Ce merci revient aussi souvent dans ses messages. Je ne désire rien d’autre, même si on m’a encore promis un maillot jaune. Dans mon bureau, il y a déjà un maillot blanc, du Tour de l’année dernière, et un maillot de leader de la Settimana Coppi e Bartali, la première course à étapes remportée par Jonas en 2021. Je l’ai reçu l’année dernière en décembre (il rit). Ces maillots m’aident aussi dans les moments où je n’ai pas trop le moral. C’est aussi pour ça que je me démène.

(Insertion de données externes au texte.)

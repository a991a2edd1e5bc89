//! Binding between launchers (desktop icons, start menu, taskbar) and the
//! window registry.

use crate::apps::AppId;
use crate::window::{WindowId, WindowRegistry};

/// Open `app`, or bring its existing window forward.
pub fn launch(registry: &mut WindowRegistry, app: AppId) -> Option<WindowId> {
    if let Some(existing) = registry.find_by_app(app).map(|rec| rec.id.clone()) {
        tracing::debug!(window_id = %existing, app_id = %app, "launch focuses existing window");
        registry.focus(&existing);
        return Some(existing);
    }
    registry.open(app)
}

/// Open another instance of `app`. Pinned apps stay single-window and behave
/// like [`launch`].
pub fn launch_new(registry: &mut WindowRegistry, app: AppId) -> Option<WindowId> {
    if registry.catalog().is_pinned(app) {
        return launch(registry, app);
    }
    registry.open(app)
}

/// Taskbar click on a running window.
pub fn activate_window(registry: &mut WindowRegistry, id: &WindowId) -> bool {
    registry.focus(id)
}

#[derive(Debug, Clone, PartialEq, Eq)]
pub struct TaskbarEntry {
    pub app_id: AppId,
    pub window: Option<WindowId>,
    pub title: String,
    pub pinned: bool,
    /// The entry's window is the focused one.
    pub active: bool,
    pub minimized: bool,
}

/// Pinned apps first (running or not), then every other window in creation
/// order.
pub fn taskbar_entries(registry: &WindowRegistry) -> Vec<TaskbarEntry> {
    let catalog = registry.catalog();
    let mut entries: Vec<TaskbarEntry> = catalog
        .pinned()
        .into_iter()
        .map(|app| {
            let rec = registry.find_by_app(app);
            let title = rec.map(|rec| rec.title.clone()).unwrap_or_else(|| {
                catalog
                    .metadata(app)
                    .map_or_else(|| app.to_string(), |meta| meta.display_name.to_string())
            });
            TaskbarEntry {
                app_id: app,
                window: rec.map(|rec| rec.id.clone()),
                title,
                pinned: true,
                active: rec.is_some_and(|rec| registry.is_focused(&rec.id)),
                minimized: rec.is_some_and(|rec| rec.is_minimized),
            }
        })
        .collect();

    entries.extend(
        registry
            .iter()
            .filter(|rec| !catalog.is_pinned(rec.app_id))
            .map(|rec| TaskbarEntry {
                app_id: rec.app_id,
                window: Some(rec.id.clone()),
                title: rec.title.clone(),
                pinned: false,
                active: registry.is_focused(&rec.id),
                minimized: rec.is_minimized,
            }),
    );
    entries
}

#[cfg(test)]
mod tests {
    use super::*;
    use crate::config::DesktopConfig;

    fn registry() -> WindowRegistry {
        WindowRegistry::new(DesktopConfig::default())
    }

    #[test]
    fn launch_twice_focuses_same_window() {
        let mut reg = registry();
        let first = launch(&mut reg, AppId::NemeCalc);
        reg.open(AppId::NemeNotes);
        let second = launch(&mut reg, AppId::NemeCalc);
        assert_eq!(first, second);
        assert_eq!(reg.len(), 2);
        assert_eq!(reg.focused(), first.as_ref());
    }

    #[test]
    fn launch_new_spawns_for_unpinned_only() {
        let mut reg = registry();
        launch_new(&mut reg, AppId::NemeCalc);
        launch_new(&mut reg, AppId::NemeCalc);
        assert_eq!(reg.len(), 2);
        launch_new(&mut reg, AppId::NemeTerm);
        launch_new(&mut reg, AppId::NemeTerm);
        assert_eq!(reg.len(), 3);
    }

    #[test]
    fn activate_restores_minimized_window() {
        let mut reg = registry();
        let id = launch(&mut reg, AppId::NemeWeb).expect("web opens");
        reg.minimize(&id);
        assert!(activate_window(&mut reg, &id));
        assert_eq!(reg.focused(), Some(&id));
        assert!(reg.get(&id).is_some_and(|r| !r.is_minimized));
    }

    #[test]
    fn taskbar_lists_pinned_then_running() {
        let mut reg = registry();
        let calc = launch(&mut reg, AppId::NemeCalc).expect("calc opens");
        let term = launch(&mut reg, AppId::NemeTerm).expect("term opens");
        let entries = taskbar_entries(&reg);
        let apps: Vec<AppId> = entries.iter().map(|e| e.app_id).collect();
        assert_eq!(
            apps,
            vec![
                AppId::FileNexus,
                AppId::NemeDocs,
                AppId::NemeTerm,
                AppId::NemeWeb,
                AppId::NemeCalc
            ]
        );
        assert_eq!(entries[2].window.as_ref(), Some(&term));
        assert!(entries[2].active);
        assert!(entries[0].window.is_none());
        assert_eq!(entries[4].window.as_ref(), Some(&calc));
        assert!(!entries[4].active);
    }
}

Malgré tout l’accompagnement et le coaching scientifique, je ressens également une forte connexion émotionnelle avec mes athlètes. Je trouvais étrange que MarcLamberts (l’entraîneurdeWoutvanAertetPrimoz Roglic, ndlr) n’ose pas regarder la télé pendant les moments importants, mais lors du dernier Tour, ça m’est arrivé également. Pendant l’étape vers le Col du Granon, je suis même sorti faire une promenade. Le stress (il rit)! Dans un café de Tignes, je n’ai regardé les images qu’après avoir reçu un message de ma femme: Jonas a lâché Pogacar! Ce n’est qu’alors que j’ai réellement pu apprécier.»
Pas de burn-out
«Il y a eu beaucoup de spéculations dans la presse sur le fait que Jonas aurait fait un burn-out après le Tour. Certains ont même fait des comparaisons avec TomDumoulin. Fortement exagérées, ces histoires. Oui, Jonas était fatigué, en partie à cause de toutes les obligations qui ont suivi au Danemark, mais c’est logique. C’est pourquoi on a décidé de faire l’impasse sur la Bretagne Classic. Sur ce parcours exigeant, il ne pouvait pas faire grand-chose avec une base d’entraînement trop limitée.
Ça lui a donné plus de temps pour se préparer tranquillement pour le Tour de Croatie et le Tour de Lombardie, via un stage de trois semaines dans le sud de l’Espagne. Un cycliste en burn-out n’aurait pas fait ça. En fait, le niveau atteint par Jonas après ce stage était très élevé. Pas un niveau pour le Tour de France, certes, car il ne revenait pas d’un stage d’altitude et pesait aussi un kilo de plus. En Lombardie cependant, seuls Pogacar et Mas se sont avérés trop forts. Et si Jonas n’avait pas explosé dans le Civiglio en tentant de combler son retard, il aurait peut-être encore terminé dans le top 5.
Ça n’a pas réussi, mais de cette façon, Jonas entrera dans l’hiver en bonne forme. Après ses vacances, il sera en mesure de construire à partir d’une base solide pour la saison prochaine.»